Publié le par Christocentrix

"Heidegger affirme que, dans la conscience de Nietzsche, c'est-à-dire dans la conscience de l'homme européen engagé dans la transition de l'histoire contemporaine, le christianisme s'est identifié autant au monde intelligible de la métaphysique qu'à la forme culturelle d'une utilité sociale : « En ce sens le christianisme et le caractère chrétien de la foi néotestamentaire ne sont pas la même chose ».

Cette vue de Heidegger précise la crise historique des Eglises chrétiennes, leur déviation et leur séparation du christianisme néotestamentaire.
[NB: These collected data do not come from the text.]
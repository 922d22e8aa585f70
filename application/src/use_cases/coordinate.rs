//! Coordinate use case.
//!
//! The coordinator owns no tools. For each request it:
//!
//! 1. asks the routing brain which domain agents are involved and in which
//!    order ([`RoutePlan`]),
//! 2. invokes the source agent,
//! 3. hands the source output, verbatim, to the next agent,
//! 4. stops as soon as a step fails, asks for input, or produces nothing
//!    usable, and
//! 5. returns a single free-text response together with the
//!    [`ExecutionTrace`].
//!
//! ```text
//! Request ──▶ classify ──▶ [Jira] ──(Handoff)──▶ [Confluence] ──▶ response
//!                             │
//!                             └─ Error / question ──▶ halt, skip the rest
//! ```

use crate::config::ExecutionParams;
use crate::ports::conversation_logger::{
    ConversationEvent, ConversationLogger, NoConversationLogger,
};
use crate::ports::progress::CoordinationProgress;
use crate::ports::routing_brain::{BrainError, RoutingBrain};
use crate::use_cases::run_domain_agent::DomainAgentRunner;
use courier_domain::{
    AgentReply, BackendSystem, CoordinationOutcome, CoordinationStatus, DomainAgent, DomainError,
    ExecutionTrace, Handoff, ReplyStatus, Request, RoutePlan, SubRequest, TraceStep,
};
use serde_json::json;
use std::collections::BTreeMap;
use std::sync::Arc;
use thiserror::Error;
use tracing::{debug, info, warn};

/// Errors that prevent a request from being routed.
///
/// These never escape [`CoordinateUseCase::execute`]; they are rendered into
/// the response of an [`CoordinationStatus::Unrouted`] outcome.
#[derive(Error, Debug)]
pub enum CoordinateError {
    #[error("Could not route the request: {0}")]
    Brain(#[from] BrainError),

    #[error(transparent)]
    Domain(#[from] DomainError),
}

/// Use case that routes a request across domain agents.
pub struct CoordinateUseCase {
    agents: BTreeMap<BackendSystem, DomainAgentRunner>,
    brain: Arc<dyn RoutingBrain>,
    params: ExecutionParams,
    conversation_logger: Arc<dyn ConversationLogger>,
}

impl CoordinateUseCase {
    pub fn new(brain: Arc<dyn RoutingBrain>) -> Self {
        Self {
            agents: BTreeMap::new(),
            brain,
            params: ExecutionParams::default(),
            conversation_logger: Arc::new(NoConversationLogger),
        }
    }

    /// Register a domain agent. A later registration for the same system
    /// replaces the earlier one.
    pub fn with_agent(mut self, runner: DomainAgentRunner) -> Self {
        self.agents.insert(runner.profile().system(), runner);
        self
    }

    pub fn with_params(mut self, params: ExecutionParams) -> Self {
        self.params = params;
        self
    }

    pub fn with_conversation_logger(mut self, logger: Arc<dyn ConversationLogger>) -> Self {
        self.conversation_logger = logger;
        self
    }

    /// Profiles of the registered agents, in stable order
    pub fn agents(&self) -> Vec<DomainAgent> {
        self.agents.values().map(|r| r.profile().clone()).collect()
    }

    pub fn runner(&self, system: BackendSystem) -> Option<&DomainAgentRunner> {
        self.agents.get(&system)
    }

    /// Classify a request into a route plan over registered agents.
    pub async fn plan(&self, request: &Request) -> Result<RoutePlan, CoordinateError> {
        let plan = self.brain.classify(request, &self.agents()).await?;
        if let Some(missing) = plan.systems().into_iter().find(|s| !self.agents.contains_key(s)) {
            return Err(DomainError::AgentNotRegistered(missing.to_string()).into());
        }
        Ok(plan)
    }

    /// Handle one request end to end.
    pub async fn execute(
        &self,
        request: &Request,
        progress: &dyn CoordinationProgress,
    ) -> CoordinationOutcome {
        info!("Coordinating request");
        self.conversation_logger.log(ConversationEvent::new(
            "request",
            json!({ "text": request.text(), "history_turns": request.history().len() }),
        ));

        let plan = match self.plan(request).await {
            Ok(plan) => plan,
            Err(e) => {
                warn!(error = %e, "Request could not be routed");
                let response = format!(
                    "I could not determine which system ({}) this request is about. {}",
                    self.registered_names(),
                    e
                );
                return self.finish(response, CoordinationStatus::Unrouted, ExecutionTrace::new());
            }
        };

        debug!(systems = ?plan.systems(), "Route plan");
        progress.on_plan(&plan);
        self.conversation_logger.log(ConversationEvent::new(
            "route_plan",
            json!({ "steps": plan.steps() }),
        ));

        self.run_plan(&plan, progress).await
    }

    async fn run_plan(
        &self,
        plan: &RoutePlan,
        progress: &dyn CoordinationProgress,
    ) -> CoordinationOutcome {
        let mut trace = ExecutionTrace::new();
        let mut replies: Vec<AgentReply> = Vec::new();
        let steps = plan.steps();

        for (index, step) in steps.iter().enumerate() {
            let Some(runner) = self.agents.get(&step.system) else {
                // plan() only accepts registered systems
                continue;
            };

            let mut sub_request = SubRequest::new(&step.instruction);
            if step.receives_context {
                if let Some(previous) = replies.last() {
                    sub_request =
                        sub_request.with_context(Handoff::new(previous.system, &previous.text));
                }
            }

            progress.on_agent_start(step.system, &step.instruction);
            let reply = runner.handle(&sub_request, &self.params, progress).await;
            progress.on_agent_complete(step.system, reply.status);

            info!(agent = %runner.profile().name(), status = reply.status.as_str(), "Agent step finished");
            trace.record(TraceStep {
                agent: step.system,
                input: sub_request.render(),
                output: reply.text.clone(),
                status: reply.status,
            });
            self.conversation_logger.log(ConversationEvent::new(
                "agent_step",
                json!({
                    "agent": step.system.as_str(),
                    "input": sub_request.render(),
                    "output": reply.text,
                    "status": reply.status.as_str(),
                }),
            ));

            let skipped: Vec<BackendSystem> = steps[index + 1..].iter().map(|s| s.system).collect();

            if reply.status == ReplyStatus::NeedsInput {
                let agent = reply.system;
                replies.push(reply);
                let response = compose_response(&replies, &[]);
                return self.finish(response, CoordinationStatus::AwaitingInput { agent }, trace);
            }

            if !is_forwardable(&reply) {
                let agent = reply.system;
                if !skipped.is_empty() {
                    warn!(agent = %agent, skipped = ?skipped, "Chain halted");
                }
                replies.push(reply);
                let response = compose_response(&replies, &skipped);
                return self.finish(response, CoordinationStatus::Halted { agent, skipped }, trace);
            }

            replies.push(reply);
        }

        let response = compose_response(&replies, &[]);
        self.finish(response, CoordinationStatus::Completed, trace)
    }

    fn finish(
        &self,
        response: String,
        status: CoordinationStatus,
        trace: ExecutionTrace,
    ) -> CoordinationOutcome {
        self.conversation_logger.log(ConversationEvent::new(
            "response",
            json!({ "text": response, "status": status }),
        ));
        CoordinationOutcome {
            response,
            status,
            trace,
        }
    }

    fn registered_names(&self) -> String {
        self.agents
            .keys()
            .map(|s| s.display_name())
            .collect::<Vec<_>>()
            .join(", ")
    }
}

/// Whether a reply may be handed to the next agent.
///
/// Decided by the reply status, never by the text: a successful tool output
/// may itself begin with "Error:".
fn is_forwardable(reply: &AgentReply) -> bool {
    reply.status.is_usable() && !reply.text.trim().is_empty()
}

/// Build the single response text from the agent replies collected so far.
///
/// One reply is returned as-is. Several replies are sectioned per system.
fn compose_response(replies: &[AgentReply], skipped: &[BackendSystem]) -> String {
    let mut response = match replies {
        [only] => only.text.clone(),
        _ => replies
            .iter()
            .map(|r| format!("[{}]\n{}", r.system, r.text))
            .collect::<Vec<_>>()
            .join("\n\n"),
    };

    if !skipped.is_empty() {
        let names = skipped
            .iter()
            .map(|s| s.display_name())
            .collect::<Vec<_>>()
            .join(", ");
        let stopped_at = replies.last().map(|r| r.system.display_name()).unwrap_or("");
        response.push_str(&format!(
            "\n\nStopped after {}; nothing was sent to {}.",
            stopped_at, names
        ));
    }

    response
}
Le nihilisme, sous la forme historique de la proclamation de la mort de Dieu - constatation concrète du lieu vide de l'absence de Dieu - ne peut donc pas se référer à la « bonne nouvelle » de la foi néo-testamentaire, car il l'ignore en tant que présence actuelle dans l'histoire. L'absence de Dieu est un fait aux dimensions historiques concrètes. Il apparaît dans le cadre de la civilisation occidentale comme la conséquence de la finalité interne de cette civilisation durant les siècles de sa tradition chrétienne. Heidegger précise encore plus nettement que la prédication De la « mort de Dieu» n'a rien à voir avec ceux qui ne croient pas en Dieu :

« Ceux-ci ne sont pas incroyants parce que Dieu en tant que Dieu ne leur est plus croyable, mais parce qu'eux-mêmes ont abandonné la possibilité de la foi, en tant qu'ils ne peuvent plus chercher Dieu».

La « mort de Dieu » est un fait pour ceux qui n'ont pas abandonné la recherche de Dieu, par conséquent pour les hommes qui Le cherchent, mais qui, dans le cadre de la théologie métaphysique occidentale et de la présence sociale du christianisme, ne constatent plus que son absence. La « mort de Dieu » est un fait pour les hommes qui refusent de croire à la Cause première rationnelle de l'ontologie métaphysique et au Principe autoritaire de la morale axiocratique. Et ceci, parce qu'« Ils ont une conception de Dieu plus divine » que celle présupposée par les formes de l'ontologie métaphysique et de la morale». Devant ce Dieu - de l'ontologie métaphysique et de la morale axiocratique -, l'homme ne peut ni prier ni sacrifier. Devant la Cause en soi, l'homme ne peut pas tomber à genoux pour vénérer. Il ne peut pas louer ce Dieu ni l'adorer. C'est pourquoi la pensée athée qui refuse le Dieu de la philosophie, le Dieu de la Cause en soi, est peut-être plus proche du Dieu divin ».

Nietzsche imputait à l'Occident la responsabilité historique de la « mort de Dieu ». Heidegger vient reconnaître dans la proclamation de Nietzsche une conception plus divine de Dieu, et dans l'événement du nihilisme contemporain la sauvegarde probable de la divinité de Dieu. Il est caractéristique que Heidegger ne voit dans le nihilisme de Nietzsche aucune intention de remplacer Dieu par l'homme, bien que Nietzsche lui-même donne prise à une telle hypothèse : « Ceux qui l'entendent ainsi pensent en vérité bien peu divinement de l'être de Dieu. L'homme ne peut pas se mettre à la place de Dieu, car il n'est pas possible à l'être de l'homme de jamais approcher le domaine de l'Etre de Dieu. »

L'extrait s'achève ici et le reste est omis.